▶ **INSTRUCTIONS FOR THE TASK**
As the answer, set down the lines below from the one containing "let current: i64" through the one containing "the identifier term.", exactly and inclusively, and no others.

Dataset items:
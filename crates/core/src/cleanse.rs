//! Identifier and name maintenance.
//!
//! A document's `Root.Name` is a slug built from the naming terms
//! `Origin`, `Dataset`, `Time`, `Space`, `Grain` and `Version`. Each part
//! is read from the `Name.*` child of `Root.Name` first and `Root.*` second.

use log::debug;

use crate::doc::Document;
use crate::error::MetatabError;
use crate::term::TermId;

/// Lowercase, keep ASCII alphanumerics, `_`, `.` and `-`, turn whitespace
/// runs into `-` and collapse repeated dashes.
pub fn slugify(value: &str) -> String {
    let kept: String = value
        .chars()
        .filter(|c| c.is_ascii_alphanumeric() || c.is_whitespace() || matches!(c, '_' | '.' | '-'))
        .collect();
    let mut out = String::with_capacity(kept.len());
    let mut pending_dash = false;
    for c in kept.trim().chars() {
        if c == '-' || c.is_whitespace() {
            pending_dash = true;
            continue;
        }
        if pending_dash {
            out.push('-');
            pending_dash = false;
        }
        out.push(c.to_ascii_lowercase());
    }
    if pending_dash {
        out.push('-');
    }
    out
}

const NAME_PARTS: [&str; 6] = ["Origin", "Dataset", "Time", "Space", "Grain", "Version"];

impl Document {
    fn root_name(&self) -> Option<TermId> {
        self.find_first_in("Root.Name", "Root")
    }

    fn name_part(&self, part: &str) -> Option<String> {
        let from_name = self
            .root_name()
            .and_then(|id| self.get(id).get_value(&format!("Name.{}", part)));
        from_name
            .or_else(|| self.get_value(&format!("Root.{}", part)))
            .map(str::trim)
            .filter(|v| !v.is_empty())
            .map(str::to_owned)
    }

    fn compose_name(&self, version: Option<&str>) -> String {
        NAME_PARTS
            .iter()
            .filter_map(|part| match *part {
                "Version" => version.map(str::to_owned),
                other => self.name_part(other),
            })
            .filter(|v| !v.trim().is_empty())
            .map(|v| slugify(&v.replace('-', "_")))
            .collect::<Vec<_>>()
            .join("-")
    }

    /// The name the naming terms produce.
    pub fn identity_name(&self) -> String {
        let version = self.name_part("Version");
        self.compose_name(version.as_deref())
    }

    /// The identity name with a different version. `None` drops the
    /// version; `+n` or `-n` adjusts an integer version; anything else
    /// replaces it.
    pub fn as_version(&self, version: Option<&str>) -> Result<String, MetatabError> {
        let Some(version) = version.map(str::trim) else {
            return Ok(self.compose_name(None));
        };
        let adjust = version
            .strip_prefix('+')
            .map(|n| (1i64, n))
            .or_else(|| version.strip_prefix('-').map(|n| (-1i64, n)));
        let version = match adjust {
            Some((sign, n)) => {
                let delta: i64 = n.trim().parse().map_err(|_| {
                    MetatabError::invalid_term("Root.Version", format!("bad adjustment '{}'", version))
                })?;
                let current = self.name_part("Version").unwrap_or_else(|| "0".to_owned());
                let current: i64 = current.parse().map_err(|_| {
                    MetatabError::invalid_term(
                        "Root.Version",
                        format!("version '{}' is not an integer", current),
                    )
                })?;
                (current + sign * delta).to_string()
            }
            None => version.to_owned(),
        };
        Ok(self.compose_name(Some(&version)))
    }

    /// Add a `Root.Identifier` holding a fresh UUID when there is none.
    /// Returns the identifier term.
    pub fn ensure_identifier(&mut self) -> TermId {
        if let Some(id) = self.find_first_in("Root.Identifier", "Root") {
            return id;
        }
        let identifier = uuid::Uuid::new_v4().to_string();
        debug!(identifier = identifier.as_str(); "assigning identifier");
        let root = self.root();
        self.append_term(root, "Identifier", Some(&identifier))
    }

    /// Regenerate `Root.Name` from the naming terms. Returns messages
    /// describing what was done.
    pub fn update_name(&mut self, force: bool) -> Vec<String> {
        let mut updates = Vec::new();
        self.ensure_identifier();

        let Some(name_id) = self.root_name() else {
            updates.push("No Root.Name, can't update name".to_owned());
            return updates;
        };
        let orig_name = self.term(name_id).value().map(str::to_owned);
        let identifier = self.get_value("Root.Identifier").map(str::to_owned);

        if self.name_part("Dataset").is_some() {
            let name = self.identity_name();
            if orig_name.as_deref() != Some(name.as_str()) || force {
                self.set_value(name_id, Some(&name));
                updates.push("Changed Name".to_owned());
            } else {
                updates.push("Name did not change".to_owned());
            }
        } else if orig_name.is_none() {
            match identifier {
                Some(identifier) => {
                    self.set_value(name_id, Some(&identifier));
                    updates.push("Setting the name to the identifier".to_owned());
                }
                None => updates
                    .push("Failed to find Dataset term or Identifier term. Giving up".to_owned()),
            }
        } else if orig_name == identifier {
            updates.push("Name did not change".to_owned());
        } else {
            updates.push("No Root.Dataset, so can't update the name".to_owned());
        }
        updates
    }

    /// Ensure an identifier, regenerate the name, and otherwise make sure
    /// `Root.Name` is at least a slug.
    pub fn cleanse(&mut self) {
        let identifier_id = self.ensure_identifier();
        let identifier = self.term(identifier_id).value().unwrap_or("").to_owned();
        let updates = self.update_name(false);
        let generated = updates
            .iter()
            .any(|u| u == "Changed Name" || u == "Name did not change");
        if generated {
            return;
        }
        match self.root_name() {
            Some(id) => {
                let slug = match self.term(id).value() {
                    Some(v) => slugify(v),
                    None => slugify(&identifier),
                };
                self.set_value(id, Some(&slug));
            }
            None => {
                let root = self.root();
                self.append_term(root, "Name", Some(&slugify(&identifier)));
            }
        }
    }
}

#[cfg(test)]
mod tests {
    use super::*;
    use crate::generate::Row;

    fn doc(rows: &[&[&str]]) -> Document {
        let rows: Vec<Row> = rows
            .iter()
            .map(|r| r.iter().map(|c| (*c).to_owned()).collect())
            .collect();
        Document::from_rows(rows).unwrap()
    }

    #[test]
    fn slugify_rules() {
        assert_eq!(slugify("Hello World"), "hello-world");
        assert_eq!(slugify("  a -- b  "), "a-b");
        assert_eq!(slugify("census.gov_2010!"), "census.gov_2010");
        assert_eq!(slugify("Café Été"), "caf-t");
    }

    #[test]
    fn identity_name_prefers_name_children() {
        let d = doc(&[
            &["Name", ""],
            &["Name.Origin", "example.com"],
            &["Dataset", "Root Dataset"],
            &["Name.Dataset", "My Data"],
            &["Version", "3"],
        ]);
        assert_eq!(d.identity_name(), "example.com-my-data-3");
    }

    #[test]
    fn dashes_in_parts_become_underscores() {
        let d = doc(&[&["Origin", "a-b"], &["Dataset", "c"], &["Time", "2010-2015"]]);
        assert_eq!(d.identity_name(), "a_b-c-2010_2015");
    }

    #[test]
    fn as_version_adjusts_integer_versions() {
        let d = doc(&[&["Origin", "o"], &["Dataset", "d"], &["Version", "4"]]);
        assert_eq!(d.as_version(None).unwrap(), "o-d");
        assert_eq!(d.as_version(Some("+1")).unwrap(), "o-d-5");
        assert_eq!(d.as_version(Some("-2")).unwrap(), "o-d-2");
        assert_eq!(d.as_version(Some("v9")).unwrap(), "o-d-v9");
        let d = doc(&[&["Dataset", "d"], &["Version", "beta"]]);
        assert!(d.as_version(Some("+1")).is_err());
    }

    #[test]
    fn ensure_identifier_adds_uuid_once() {
        let mut d = doc(&[&["Title", "T"]]);
        let a = d.ensure_identifier();
        let b = d.ensure_identifier();
        assert_eq!(a, b);
        let value = d.term(a).value().unwrap();
        assert!(uuid::Uuid::parse_str(value).is_ok());
    }

    #[test]
    fn update_name_messages() {
        let mut d = doc(&[&["Title", "T"]]);
        assert_eq!(d.update_name(false), vec!["No Root.Name, can't update name"]);

        let mut d = doc(&[&["Name", "old"], &["Origin", "o"], &["Dataset", "d"]]);
        assert_eq!(d.update_name(false), vec!["Changed Name"]);
        assert_eq!(d.get_value("Root.Name"), Some("o-d"));
        assert_eq!(d.update_name(false), vec!["Name did not change"]);
        assert_eq!(d.update_name(true), vec!["Changed Name"]);

        let mut d = doc(&[&["Name", "Custom Name"]]);
        assert_eq!(
            d.update_name(false),
            vec!["No Root.Dataset, so can't update the name"]
        );

        let mut d = doc(&[&["Identifier", "abc"], &["Name", ""]]);
        assert_eq!(
            d.update_name(false),
            vec!["Setting the name to the identifier"]
        );
        assert_eq!(d.get_value("Root.Name"), Some("abc"));
    }

    #[test]
    fn cleanse_falls_back_to_slugs() {
        let mut d = doc(&[&["Name", "Custom Name"]]);
        d.cleanse();
        assert_eq!(d.get_value("Root.Name"), Some("custom-name"));

        let mut d = doc(&[&["Identifier", "ID 7"]]);
        d.cleanse();
        assert_eq!(d.get_value("Root.Name"), Some("id-7"));
    }
}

▶ **SOLUTION FOR THIS TASK**
                let current: i64 = current.parse().map_err(|_| {
                    MetatabError::invalid_term(
                        "Root.Version",
                        format!("version '{}' is not an integer", current),
                    )
                })?;
                (current + sign * delta).to_string()
            }
            None => version.to_owned(),
        };
        Ok(self.compose_name(Some(&version)))
    }

    /// Add a `Root.Identifier` holding a fresh UUID when there is none.
    /// Returns the identifier term.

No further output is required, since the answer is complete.